Published on February 13th, 2016 | by Cynthia Shahan


10 Uses For A Silent Nissan LEAF

February 13th, 2016 by  

Driving the LEAF has been such a different kind of driving experience for me. The LEAF has lit my imagination. I recently thought up 10 uses for a silent Nissan LEAF, with more to come.

The LEAF, like every all-electric vehicle, makes almost no sound (beyond the quiet beeping sounds when backing up). Initially, due to the silence, I started considering a career shift. Maneuvering in such a noiseless fashion, like a Native American scout silently taking information, clandestinely gathering knowledge in concealment.

033 copyWithin a week of driving the LEAF, I thought (entertainingly) I might become a private investigator. Sure, now I can get in and out of tricky situations with the LEAF, adeptly and silently.

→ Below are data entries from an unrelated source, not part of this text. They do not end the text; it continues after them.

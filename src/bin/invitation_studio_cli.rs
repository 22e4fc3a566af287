use invitation_studio::{cli::run_cli, init};

fn main() {
    init();

    if let Err(err) = run_cli() {
        eprintln!("Error: {err}");
        std::process::exit(1);
    }
}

Carrying that thought on, here’s a list for anyone else considering a new path in life, using the LEAF or another fully electric vehicle:

10 Uses for A Silent Nissan


  1. Private Eye / Private Investigator
  2. Secret environmental field research agent; Greenpeace Investigator
  3. Undercover Cop
  4. Paparazzi
  5. Guardian Angel
  6. News photographer wanting to get an inside story
  7. Operative
  8. Business Spy
  9. Underground Taxi Service — serving those who want to avoid the press, the law, the in-laws, the
  10. Mom or Dad wanting to spy on their teenage children

Hmm, another idea just hit me, perhaps Solar Man will hire me.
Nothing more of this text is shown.